BigInteger i = new BigInteger("2");
System.out.println(i.add(BigInteger.ONE)); // print 3
System.out.println(i); // print 2
BigInteger is immutable, so unless you set a new value for it using the = operator, its value doesn't change. Thus, each time in the loop that you call i.add(BigInteger.ONE), the computer calculates i+1 and then throws away the result. Instead, try:
for (; i.compareTo(big) < 0; i=i.add(BigInteger.ONE)){
Another BigInteger problem. My code works for int and long, but since the test cases in UVa are larger, I need to use BigInteger. But I don't know how to use BigInteger and it drives me nuts! The code doesn't even enter the for-loop. It seems to be stuck in the condition part.

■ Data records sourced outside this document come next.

//! The simulation facade used by schedulers, renderers and input handlers.

use std::time::Duration;

use log::debug;

use crate::{CellState, Grid, GridView, Pos2, Result, RuleEngine, Variant, cell};

/// Cells set alive at start when no other seed is configured
pub const DEFAULT_SEED: [Pos2; 4] = [
    Pos2::new(19, 20),
    Pos2::new(20, 20),
    Pos2::new(21, 20),
    Pos2::new(20, 21),
];

/// Construction-time parameters of a [`Simulation`]
#[derive(Debug, Clone, PartialEq, Eq)]
pub struct SimConfig {
    pub width: i32,
    pub height: i32,
    /// How often the caller is expected to call [`Simulation::step`]
    pub tick: Duration,
    pub seed: Vec<Pos2>,
    pub variants: Vec<Variant>,
}

impl Default for SimConfig {
    fn default() -> Self {
        Self {
            width: 100,
            height: 100,
            tick: Duration::from_millis(300),
            seed: DEFAULT_SEED.to_vec(),
            variants: cell::conway(),
        }
    }
}

/// A [`Grid`] paired with the [`RuleEngine`] that advances it
#[derive(Debug, Clone)]
pub struct Simulation {
    grid: Grid,
    engine: RuleEngine,
    tick: Duration,
    generation: u64,
}

impl Simulation {
    pub fn new(config: SimConfig) -> Result<Self> {
        let SimConfig {
            width,
            height,
            tick,
            seed,
            variants,
        } = config;

        let grid = Grid::new(width, height)?;
        let engine = RuleEngine::new(variants)?;
        let mut sim = Self {
            grid,
            engine,
            tick,
            generation: 0,
        };
        for pos in &seed {
            sim.set_alive(pos.x, pos.y)?;
        }
        debug!(
            "simulation {}x{} seeded with {} cells",
            width,
            height,
            seed.len()
        );
        Ok(sim)
    }

    /// Advances one generation; on error the grid is left untouched
    pub fn step(&mut self) -> Result<()> {
        self.engine.step(&mut self.grid)?;
        self.generation += 1;
        Ok(())
    }

    #[inline]
    pub fn set_alive(&mut self, x: i32, y: i32) -> Result<()> {
        self.grid.set(x, y, CellState::Alive)
    }

    #[inline]
    pub fn get(&self, x: i32, y: i32) -> Result<CellState> {
        self.grid.get(x, y)
    }

    #[inline]
    pub fn snapshot(&self) -> GridView<'_> {
        self.grid.snapshot()
    }

    #[inline]
    pub fn width(&self) -> i32 {
        self.grid.width()
    }
    #[inline]
    pub fn height(&self) -> i32 {
        self.grid.height()
    }

    #[inline]
    pub fn tick(&self) -> Duration {
        self.tick
    }

    /// Number of generations committed since construction
    #[inline]
    pub fn generation(&self) -> u64 {
        self.generation
    }

    #[inline]
    pub fn alive_count(&self) -> usize {
        self.grid.count(CellState::Alive)
    }

    #[inline]
    pub fn engine(&self) -> &RuleEngine {
        &self.engine
    }
}

#[cfg(test)]
mod tests {
    use super::*;
    use crate::{LifeError, RuleTableError};

    #[test]
    fn default_config_matches_reference() {
        let sim = Simulation::new(SimConfig::default()).unwrap();

        assert_eq!(sim.width(), 100);
        assert_eq!(sim.height(), 100);
        assert_eq!(sim.tick(), Duration::from_millis(300));
        assert_eq!(sim.alive_count(), 4);
        assert_eq!(sim.get(20, 21), Ok(CellState::Alive));
        assert_eq!(sim.generation(), 0);
    }

    #[test]
    fn seed_outside_grid_fails() {
        let config = SimConfig {
            width: 10,
            height: 10,
            ..SimConfig::default()
        };

        assert_eq!(
            Simulation::new(config).map(|_| ()),
            Err(LifeError::OutOfBounds {
                x: 19,
                y: 20,
                width: 10,
                height: 10,
            })
        );
    }

    #[test]
    fn generation_only_counts_committed_steps() {
        let heavy = Variant {
            influence: 3,
            ..Variant::CONWAY_ALIVE
        };
        let mut sim = Simulation::new(SimConfig {
            variants: vec![Variant::CONWAY_DEAD, heavy],
            ..SimConfig::default()
        })
        .unwrap();

        // (20, 20) has 3 live neighbors of weight 3
        assert!(matches!(
            sim.step(),
            Err(LifeError::InvalidRuleTable(RuleTableError::SumOutOfRange { .. }))
        ));
        assert_eq!(sim.generation(), 0);
        assert_eq!(sim.alive_count(), 4);
    }

    #[test]
    fn reference_seed_evolves() {
        let mut sim = Simulation::new(SimConfig::default()).unwrap();
        sim.step().unwrap();

        // the T-tetromino grows a cap above and fills out its lower corners
        let alive = sim.snapshot().alive().collect::<Vec<_>>();
        let mut expected = vec![
            Pos2::new(20, 19),
            Pos2::new(19, 20),
            Pos2::new(20, 20),
            Pos2::new(21, 20),
            Pos2::new(19, 21),
            Pos2::new(20, 21),
            Pos2::new(21, 21),
        ];
        expected.sort();
        assert_eq!(alive, expected);
        assert_eq!(sim.generation(), 1);
    }
}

I tried using for or while, and they have the same problem.
public class Main{
public static void main(String[] asdf){
Scanner pp = new Scanner(System.in);
int testCases = pp.nextInt();
while(testCases-- > 0){
//BigInteger a = pp.nextBigInteger();
BigInteger low = pp.nextBigInteger();
BigInteger upp = pp.nextBigInteger();
BigInteger max = BigInteger.ZERO;
BigInteger i = low;
//((i.compareTo(upp)==-1)||
//(i.compareTo(upp)==0));
//i.add(BigInteger.ONE))
while((i.compareTo(upp))<0){
if(divCount(i).compareTo(divCount(max))==1){
max = i;
}
i.add(BigInteger.ONE);
}
System.out.println("Between "+low+" and "+upp+", "+max+" has a maximum of "+divCount(max)+" divisors.");
}
}
public static BigInteger divCount(BigInteger n){
BigInteger lim = n;
BigInteger size = BigInteger.ZERO;
BigInteger i = BigInteger.ONE;
while(i.compareTo(lim)<0){
if((n.mod(i).compareTo(BigInteger.ZERO))==0){
lim = n.divide(i);
if(!(lim.equals(i))){
size.add(BigInteger.ONE);
}
size.add(BigInteger.ONE);
}
i.add(BigInteger.ONE);
}
//return size;
return BigInteger.ONE;
}
}
i.add(BigInteger.ONE) does not modify i. Instead it returns a new object. Assign the value to i to get the effect you want. Same holds true for the other similar calls in your code.